I turned to other couples to find out how they handle being a household with one pro- and one anti-Halloween parent. This is actually not an unusual problem, it turns out. There’s even an episode of ABC’s Fresh Off the Boat in which no-nonsense matriarch Jessica cannot tolerate her kooky husband’s adoration of Halloween. In the end, Jessica and Louis take the divide-and-conquer approach — Louis handles both parts of the holiday. But I wanted to hear from nonfictional families too.
Often, the parent who doesn’t like the holiday has some bad memories associated with it, so it can be a sensitive time, and while that isn’t the case in my household, it’s worth keeping in mind — I had forgotten there’s often a lot of bullying and vandalism that takes place on Oct. 31.
Paige, a mom of three, hates Halloween, while her husband loves it. (This is extra tough because Paige lives in Sleepy Hollow, New York, where Halloween is bigger than Christmas and the holiday is her middle child’s birthday.) “I think [my husband and I] have different memories from childhood — good for him, not great for me — but he is helping me embrace it more and more,” she says. “His positivity is helping me. I want my kids to have happy memories surrounding Halloween, so I’m trying to put my own bad feelings about the holiday aside.”
Other parents recommended setting ground rules and having clear expectations. “I didn’t want my kids to miss out on something in their childhood because of my feelings about it,” said Ellen, a mom of two, who has avoided the holiday because of its sometimes-anti-Semitic history. “My compromise on this is that my kids may dress up in fun costumes — nothing gory or macabre — and my husband takes them trick-or-treating, but I will go along or do pickup duty [from trick-or-treating],” she says.

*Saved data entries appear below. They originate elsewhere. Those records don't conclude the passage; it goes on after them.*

//! Fusillade - Demo Skirmish
//!
//! Deploys two small lances on a scratch battlefield, declares a spread
//! of attacks covering the resolution strategies, then drives the phase
//! loop and prints the narrated report. Useful for eyeballing the
//! engine's output and as a seed-reproducible smoke run.

use clap::Parser;
use fusillade::attack::{AttackDeclaration, AttackQueue, FiringMode, TargetRef};
use fusillade::catalog::{Munition, PodKind, WeaponSpec};
use fusillade::core::config::GameOptions;
use fusillade::core::error::Result;
use fusillade::core::types::{TeamId, UnitId};
use fusillade::dice::Dice;
use fusillade::rules::{load_rules, RulesData};
use fusillade::world::{Hex, HexCoord, Minefield, Structure, Unit, World};
use std::path::PathBuf;

/// Demo skirmish driver
#[derive(Parser, Debug)]
#[command(name = "fusillade")]
#[command(about = "Resolve a demo skirmish and print the combat report")]
struct Args {
    /// Random seed for deterministic runs
    #[arg(long)]
    seed: Option<u64>,

    /// Directory holding cluster.toml and jam.toml overrides
    #[arg(long)]
    tables: Option<PathBuf>,

    /// Rounds to resolve
    #[arg(long, default_value_t = 2)]
    rounds: u32,

    /// Dump the final world state as JSON to stdout
    #[arg(long)]
    json: bool,

    /// Enable the optional glancing/direct blow rules
    #[arg(long)]
    optional_rules: bool,
}

/// Unit handles for the demo forces
struct Forces {
    archer: UnitId,
    gunner: UnitId,
    spotter: UnitId,
    brawler: UnitId,
    raider: UnitId,
    lurker: UnitId,
}

fn main() -> Result<()> {
    tracing_subscriber::fmt()
        .with_env_filter(
            std::env::var("RUST_LOG").unwrap_or_else(|_| "fusillade=info".to_string()),
        )
        .init();

    let args = Args::parse();
    let seed = args.seed.unwrap_or_else(rand::random);
    tracing::info!(seed, "fusillade demo starting");

    let rules = match &args.tables {
        Some(dir) => load_rules(dir)?,
        None => RulesData::builtin()?,
    };
    let mut dice = Dice::seeded(seed);

    let options = if args.optional_rules {
        GameOptions::all_enabled()
    } else {
        GameOptions::default()
    };
    let mut world = World::new(options);
    let forces = deploy(&mut world);

    println!("=== FUSILLADE DEMO SKIRMISH (seed {}) ===", seed);

    let mut queue = AttackQueue::new();
    for round in 1..=args.rounds {
        declare_round(&mut queue, &world, &forces, round)?;
        let report = queue.resolve_round(&mut world, &rules, &mut dice)?;
        println!("--- Round {} ---", round);
        print!("{}", report);
    }

    println!("--- Survivors ---");
    for unit in world.units() {
        let state = if unit.is_alive() { "standing" } else { "destroyed" };
        println!(
            "{} ({}): {} armor, heat {}, {}",
            unit.name,
            unit.team.0,
            unit.total_armor(),
            unit.heat,
            state
        );
    }

    if args.json {
        let survivors: Vec<&Unit> = world.units().collect();
        println!("{}", serde_json::to_string_pretty(&survivors)?);
    }

    Ok(())
}

/// Two lances facing off across a wooded strip with a fortified hex
fn deploy(world: &mut World) -> Forces {
    // Terrain: a woods belt, a structure the lurker hides in, a minefield
    world.board.set_hex(HexCoord::new(6, 0), Hex::woods(2));
    world.board.set_hex(HexCoord::new(4, 0), Hex::woods(1));
    world.board.add_structure(HexCoord::new(10, 1), Structure::new(60));
    world.board.add_minefield(HexCoord::new(5, 0), Minefield::conventional());

    let mut archer = Unit::trooper("Archer", TeamId(0), HexCoord::new(0, 0));
    archer.add_weapon_with_ammo(WeaponSpec::lrm_20(), Munition::ArtemisGuided, 12);
    archer.add_weapon_with_ammo(WeaponSpec::lrm_10(), Munition::Swarm, 12);
    let archer = world.add_unit(archer);

    let mut gunner = Unit::trooper("Gunner", TeamId(0), HexCoord::new(1, 1));
    gunner.add_weapon_with_ammo(WeaponSpec::rotary_ac_5(), Munition::Standard, 40);
    gunner.add_weapon(WeaponSpec::medium_laser());
    let gunner = world.add_unit(gunner);

    let mut spotter = Unit::trooper("Spotter", TeamId(0), HexCoord::new(2, 0));
    spotter.add_weapon(WeaponSpec::tag());
    spotter.add_weapon_with_ammo(WeaponSpec::narc_launcher(), Munition::NarcPod(PodKind::Standard), 6);
    spotter.add_weapon(WeaponSpec::flamer());
    let spotter = world.add_unit(spotter);

    let mut brawler = Unit::trooper("Brawler", TeamId(1), HexCoord::new(9, 0));
    brawler.add_weapon_with_ammo(WeaponSpec::srm_6(), Munition::Standard, 15);
    brawler.ams = true;
    let brawler = world.add_unit(brawler);

    let mut raider = Unit::trooper("Raider", TeamId(1), HexCoord::new(10, 0));
    raider.add_weapon_with_ammo(WeaponSpec::ultra_ac_5(), Munition::Standard, 20);
    let raider = world.add_unit(raider);

    let mut lurker = Unit::trooper("Lurker", TeamId(1), HexCoord::new(10, 1));
    lurker.add_weapon_with_ammo(WeaponSpec::lrm_10(), Munition::Standard, 12);
    lurker.stealth_active = true;
    let lurker = world.add_unit(lurker);

    Forces {
        archer,
        gunner,
        spotter,
        brawler,
        raider,
        lurker,
    }
}

/// Queue a spread of attacks exercising the different strategies
fn declare_round(
    queue: &mut AttackQueue,
    world: &World,
    forces: &Forces,
    round: u32,
) -> Result<()> {
    let declarations: Vec<AttackDeclaration> = match round {
        1 => vec![
            // Paint first so the guided rounds later have a record
            AttackDeclaration::new(forces.spotter, TargetRef::Unit(forces.brawler), 0),
            AttackDeclaration::new(forces.spotter, TargetRef::Unit(forces.raider), 1)
                .with_munition(Munition::NarcPod(PodKind::Standard)),
            AttackDeclaration::new(forces.archer, TargetRef::Unit(forces.brawler), 0)
                .with_munition(Munition::ArtemisGuided),
            AttackDeclaration::new(forces.gunner, TargetRef::Unit(forces.raider), 0)
                .with_mode(FiringMode::Rotary(6)),
            AttackDeclaration::new(forces.raider, TargetRef::Unit(forces.gunner), 0)
                .with_mode(FiringMode::Ultra),
            AttackDeclaration::new(forces.brawler, TargetRef::MinefieldClear(HexCoord::new(5, 0)), 0),
            AttackDeclaration::new(forces.lurker, TargetRef::Unit(forces.archer), 0),
        ],
        _ => vec![
            AttackDeclaration::new(forces.archer, TargetRef::Unit(forces.brawler), 1)
                .with_munition(Munition::Swarm),
            AttackDeclaration::new(forces.gunner, TargetRef::Structure(HexCoord::new(10, 1)), 1),
            AttackDeclaration::new(forces.spotter, TargetRef::HexIgnite(HexCoord::new(4, 0)), 2),
            AttackDeclaration::new(forces.raider, TargetRef::Unit(forces.spotter), 0),
            AttackDeclaration::new(forces.brawler, TargetRef::Unit(forces.gunner), 0),
        ],
    };

    for declaration in declarations {
        // Dead attackers simply sit the round out
        if world
            .get_unit(declaration.attacker)
            .map_or(false, |u| u.is_alive())
        {
            queue.declare(world, declaration)?;
        }
    }
    Ok(())
}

Kristie, a mom of one who also can’t stand Halloween, also has a no-scary-costumes rule. “[My husband] knew what he was getting into — our first date was on Halloween, and I told him no Halloween activities from day one! But he loved it growing up and wants to take our daughter trick-or-treating.”
After talking to other parents, I’m thinking the best approach will be to just take on the holiday as my domain for now. I’ll plan the costumes. When the pandemic ends and trick-or-treaters resume, I’ll take the kids out on the town. And if our house has to be dark to trick-or-treaters while we’re on parade around the neighborhood, so be it. I’ll just start handing out candy after they go to sleep.
But I remain hopeful that eventually, my husband will at least pretend to like the holiday for one big reason: Watching your kids be happy is pretty powerful for overcoming dislike of anything. “Seeing how adorable they were and how much fun they had with it made a huge difference for me,” says Paige. “It was also so fun to show them how trick-or-treating works and to see our older son try candy for the first time — and of course love it. I actually feel like, as a parent, I get to rewrite my experience of the holiday.”